» **GOAL OF THE EXERCISE**
Lines with "speech" in them are to be located in the listing below and copied.

MATERIAL FOR THIS EXERCISE: Begin

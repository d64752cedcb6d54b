//! BST node definitions

/// Optional owned child slot
pub(crate) type Link<K, V> = Option<Box<Node<K, V>>>;

/// A single tree node
#[derive(Debug)]
pub(crate) struct Node<K, V> {
    pub(crate) key: K,
    pub(crate) value: V,

    /// Number of nodes in the subtree rooted here (including this one)
    pub(crate) count: usize,

    pub(crate) left: Link<K, V>,
    pub(crate) right: Link<K, V>,
}

impl<K, V> Node<K, V> {
    /// Create a detached leaf
    pub(crate) fn leaf(key: K, value: V) -> Box<Self> {
        Box::new(Self {
            key,
            value,
            count: 1,
            left: None,
            right: None,
        })
    }

    /// Recompute `count` from the children
    #[inline]
    pub(crate) fn update_count(&mut self) {
        self.count = 1 + count(&self.left) + count(&self.right);
    }
}

/// Subtree size of a link, 0 for an empty slot
#[inline]
pub(crate) fn count<K, V>(link: &Link<K, V>) -> usize {
    link.as_ref().map_or(0, |node| node.count)
}
//! Randomized quick sort

use rand::seq::SliceRandom;
use rand::Rng;

use crate::primitives::swap;

/// Quick sort, shuffling with the thread-local RNG first
pub fn quick_sort<T: Ord>(items: &mut [T]) {
    quick_sort_with_rng(items, &mut rand::thread_rng());
}

/// Quick sort with a caller-supplied RNG for the initial shuffle
///
/// The shuffle guards against the quadratic worst case on sorted or
/// adversarial input.
pub fn quick_sort_with_rng<T: Ord, R: Rng + ?Sized>(items: &mut [T], rng: &mut R) {
    items.shuffle(rng);
    sort(items);
}

fn sort<T: Ord>(items: &mut [T]) {
    if items.len() < 2 {
        return;
    }
    let pivot = partition(items);
    let (left, right) = items.split_at_mut(pivot);
    sort(left);
    sort(&mut right[1..]);
}

/// Partition around `items[0]` and return the pivot's final position
///
/// Afterwards everything left of the pivot is `<=` it and everything right
/// of it is `>=` it. Requires `items.len() >= 2`.
fn partition<T: Ord>(items: &mut [T]) -> usize {
    let end = items.len() - 1;
    let mut i = 0;
    let mut j = end + 1;

    loop {
        loop {
            i += 1;
            if items[i] >= items[0] || i == end {
                break;
            }
        }
        loop {
            j -= 1;
            if items[0] >= items[j] || j == 0 {
                break;
            }
        }
        if i >= j {
            break;
        }
        swap(items, i, j);
    }

    swap(items, 0, j);
    j
}
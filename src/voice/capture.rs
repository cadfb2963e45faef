//! Audio capture from microphone

use std::io::Cursor;
use std::sync::atomic::{AtomicU32, Ordering};
use std::sync::{Arc, Mutex};
use std::thread::JoinHandle;

use async_trait::async_trait;
use cpal::traits::{DeviceTrait, HostTrait, StreamTrait};
use cpal::{BuildStreamError, SampleFormat, SampleRate, SupportedStreamConfig};
use tokio::sync::oneshot;

use super::wav::{AudioBlob, TARGET_SAMPLE_RATE, WAV_MIME};
use crate::{Error, Result};

/// Gain applied to RMS so normal speech fills most of the meter
const LEVEL_GAIN: f32 = 4.0;

/// Everything recorded during one listening session
#[derive(Debug, Clone, Default, PartialEq, Eq)]
pub struct CapturedAudio {
    pub chunks: Vec<Vec<u8>>,
    pub mime: String,
}

impl CapturedAudio {
    /// Concatenate the chunks into a single blob
    #[must_use]
    pub fn into_blob(self) -> AudioBlob {
        AudioBlob::new(self.chunks.concat(), self.mime)
    }

    #[must_use]
    pub fn is_empty(&self) -> bool {
        self.chunks.iter().all(Vec::is_empty)
    }
}

/// Something that can start a recording
#[async_trait]
pub trait AudioSource: Send + Sync {
    /// Acquire the input device and start recording
    ///
    /// Fails with [`Error::Permission`] when access is denied and with
    /// [`Error::Environment`] when no usable device exists.
    async fn open(&self) -> Result<Box<dyn Recording>>;
}

/// An in-progress recording
#[async_trait]
pub trait Recording: Send {
    /// Current input level in `[0, 1]`
    fn level(&self) -> f32;

    /// Stop recording and hand back the captured audio
    async fn finish(self: Box<Self>) -> Result<CapturedAudio>;
}

/// Records from the default input device
///
/// The cpal stream is not `Send`, so it lives on a dedicated thread for
/// the duration of the recording.
#[derive(Debug, Default, Clone, Copy)]
pub struct MicrophoneSource;

impl MicrophoneSource {
    #[must_use]
    pub const fn new() -> Self {
        Self
    }
}

#[async_trait]
impl AudioSource for MicrophoneSource {
    async fn open(&self) -> Result<Box<dyn Recording>> {
        let samples = Arc::new(Mutex::new(Vec::new()));
        let level = Arc::new(AtomicU32::new(0));
        let (ready_tx, ready_rx) = oneshot::channel();
        let (stop_tx, stop_rx) = std::sync::mpsc::channel::<()>();

        let thread = {
            let samples = Arc::clone(&samples);
            let level = Arc::clone(&level);
            std::thread::Builder::new()
                .name("emotive-capture".to_string())
                .spawn(move || run_capture(&samples, &level, ready_tx, &stop_rx))?
        };

        let (sample_rate, channels) = ready_rx
            .await
            .map_err(|_| Error::Audio("capture thread exited before starting".to_string()))??;

        tracing::debug!(sample_rate, channels, "audio capture started");

        Ok(Box::new(MicrophoneRecording {
            samples,
            level,
            sample_rate,
            channels,
            stop: stop_tx,
            thread: Some(thread),
        }))
    }
}

/// Capture thread body: open, report readiness, record until told to stop
fn run_capture(
    samples: &Arc<Mutex<Vec<f32>>>,
    level: &Arc<AtomicU32>,
    ready: oneshot::Sender<Result<(u32, u16)>>,
    stop: &std::sync::mpsc::Receiver<()>,
) {
    let stream = match build_stream(samples, level) {
        Ok((stream, config)) => {
            if let Err(e) = stream.play() {
                let _ = ready.send(Err(Error::Audio(e.to_string())));
                return;
            }
            let _ = ready.send(Ok((config.sample_rate().0, config.channels())));
            stream
        }
        Err(e) => {
            let _ = ready.send(Err(e));
            return;
        }
    };

    // Sender dropped or signalled: either way the recording is over
    let _ = stop.recv();
    drop(stream);
    tracing::debug!("audio capture stopped");
}

fn build_stream(
    samples: &Arc<Mutex<Vec<f32>>>,
    level: &Arc<AtomicU32>,
) -> Result<(cpal::Stream, SupportedStreamConfig)> {
    let host = cpal::default_host();
    let device = host
        .default_input_device()
        .ok_or_else(|| Error::Environment("no input device available".to_string()))?;

    let config = preferred_config(&device)?;

    tracing::debug!(
        device = device.name().unwrap_or_default(),
        sample_rate = config.sample_rate().0,
        channels = config.channels(),
        format = ?config.sample_format(),
        "audio capture initialized"
    );

    let stream_config = config.config();
    let on_error = |err| tracing::error!(error = %err, "audio capture error");

    let stream = match config.sample_format() {
        SampleFormat::F32 => {
            let samples = Arc::clone(samples);
            let level = Arc::clone(level);
            device.build_input_stream(
                &stream_config,
                move |data: &[f32], _: &cpal::InputCallbackInfo| {
                    record(&samples, &level, data.iter().copied());
                },
                on_error,
                None,
            )
        }
        SampleFormat::I16 => {
            let samples = Arc::clone(samples);
            let level = Arc::clone(level);
            device.build_input_stream(
                &stream_config,
                move |data: &[i16], _: &cpal::InputCallbackInfo| {
                    record(
                        &samples,
                        &level,
                        data.iter().map(|&s| f32::from(s) / 32768.0),
                    );
                },
                on_error,
                None,
            )
        }
        other => {
            return Err(Error::Audio(format!("unsupported sample format: {other:?}")));
        }
    }
    .map_err(map_build_error)?;

    Ok((stream, config))
}

/// Prefer 16 kHz mono, otherwise whatever the device defaults to
fn preferred_config(device: &cpal::Device) -> Result<SupportedStreamConfig> {
    let speech = device.supported_input_configs().ok().and_then(|mut configs| {
        configs.find(|c| {
            c.channels() == 1
                && matches!(c.sample_format(), SampleFormat::F32 | SampleFormat::I16)
                && c.min_sample_rate() <= SampleRate(TARGET_SAMPLE_RATE)
                && c.max_sample_rate() >= SampleRate(TARGET_SAMPLE_RATE)
        })
    });

    if let Some(range) = speech {
        return Ok(range.with_sample_rate(SampleRate(TARGET_SAMPLE_RATE)));
    }

    device
        .default_input_config()
        .map_err(|e| Error::Environment(format!("no usable input config: {e}")))
}

fn map_build_error(e: BuildStreamError) -> Error {
    match e {
        BuildStreamError::DeviceNotAvailable => {
            Error::Environment("input device is not available".to_string())
        }
        BuildStreamError::BackendSpecific { err } => {
            let lower = err.description.to_lowercase();
            if lower.contains("permission") || lower.contains("denied") {
                Error::Permission(err.description)
            } else {
                Error::Audio(err.description)
            }
        }
        other => Error::Audio(other.to_string()),
    }
}

fn record(samples: &Mutex<Vec<f32>>, level: &AtomicU32, data: impl Iterator<Item = f32>) {
    let Ok(mut buf) = samples.lock() else {
        return;
    };
    let start = buf.len();
    buf.extend(data);
    level.store(input_level(&buf[start..]).to_bits(), Ordering::Relaxed);
}

/// Scaled RMS of a block of samples, clamped to `[0, 1]`
#[must_use]
pub fn input_level(samples: &[f32]) -> f32 {
    if samples.is_empty() {
        return 0.0;
    }
    #[allow(clippy::cast_precision_loss)]
    let rms = (samples.iter().map(|s| s * s).sum::<f32>() / samples.len() as f32).sqrt();
    (rms * LEVEL_GAIN).clamp(0.0, 1.0)
}

/// Write interleaved float samples as a WAV container at the native rate
///
/// # Errors
///
/// Returns error if WAV encoding fails
pub fn samples_to_wav(samples: &[f32], sample_rate: u32, channels: u16) -> Result<Vec<u8>> {
    let spec = hound::WavSpec {
        channels,
        sample_rate,
        bits_per_sample: 32,
        sample_format: hound::SampleFormat::Float,
    };

    let mut cursor = Cursor::new(Vec::new());
    {
        let mut writer =
            hound::WavWriter::new(&mut cursor, spec).map_err(|e| Error::Audio(e.to_string()))?;

        for &sample in samples {
            writer
                .write_sample(sample)
                .map_err(|e| Error::Audio(e.to_string()))?;
        }

        writer.finalize().map_err(|e| Error::Audio(e.to_string()))?;
    }

    Ok(cursor.into_inner())
}

struct MicrophoneRecording {
    samples: Arc<Mutex<Vec<f32>>>,
    level: Arc<AtomicU32>,
    sample_rate: u32,
    channels: u16,
    stop: std::sync::mpsc::Sender<()>,
    thread: Option<JoinHandle<()>>,
}

#[async_trait]
impl Recording for MicrophoneRecording {
    fn level(&self) -> f32 {
        f32::from_bits(self.level.load(Ordering::Relaxed))
    }

    async fn finish(mut self: Box<Self>) -> Result<CapturedAudio> {
        let _ = self.stop.send(());
        if let Some(thread) = self.thread.take() {
            tokio::task::spawn_blocking(move || thread.join())
                .await
                .map_err(|e| Error::Audio(e.to_string()))?
                .map_err(|_| Error::Audio("capture thread panicked".to_string()))?;
        }

        let samples = self
            .samples
            .lock()
            .map(|mut buf| std::mem::take(&mut *buf))
            .unwrap_or_default();

        tracing::debug!(samples = samples.len(), "recording finished");

        if samples.is_empty() {
            return Ok(CapturedAudio {
                chunks: Vec::new(),
                mime: WAV_MIME.to_string(),
            });
        }

        let wav = samples_to_wav(&samples, self.sample_rate, self.channels)?;
        Ok(CapturedAudio {
            chunks: vec![wav],
            mime: WAV_MIME.to_string(),
        })
    }
}

impl Drop for MicrophoneRecording {
    fn drop(&mut self) {
        let _ = self.stop.send(());
    }
}

#[cfg(test)]
mod tests {
    use super::*;

    #[test]
    fn chunks_concatenate_in_order() {
        let audio = CapturedAudio {
            chunks: vec![vec![1, 2], vec![], vec![3]],
            mime: "audio/webm".to_string(),
        };
        assert!(!audio.is_empty());

        let blob = audio.into_blob();
        assert_eq!(blob.bytes, vec![1, 2, 3]);
        assert_eq!(blob.mime, "audio/webm");
    }

    #[test]
    fn level_is_clamped() {
        assert!(input_level(&[]).abs() < f32::EPSILON);
        assert!(input_level(&[0.0; 64]).abs() < f32::EPSILON);
        assert!((input_level(&[1.0; 64]) - 1.0).abs() < f32::EPSILON);

        let quiet = input_level(&[0.05; 64]);
        assert!(quiet > 0.0 && quiet < 1.0);
    }

    #[test]
    fn float_wav_keeps_native_rate() {
        let wav = samples_to_wav(&[0.0, 0.25, -0.25, 0.5], 48_000, 2).unwrap();
        let reader = hound::WavReader::new(Cursor::new(wav)).unwrap();
        let spec = reader.spec();
        assert_eq!(spec.sample_rate, 48_000);
        assert_eq!(spec.channels, 2);
        assert_eq!(reader.len(), 4);
    }
}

MATERIAL FOR THIS EXERCISE: End

» **EXERCISE RESPONSE**
/// Gain applied to RMS so normal speech fills most of the meter
    let speech = device.supported_input_configs().ok().and_then(|mut configs| {
    if let Some(range) = speech {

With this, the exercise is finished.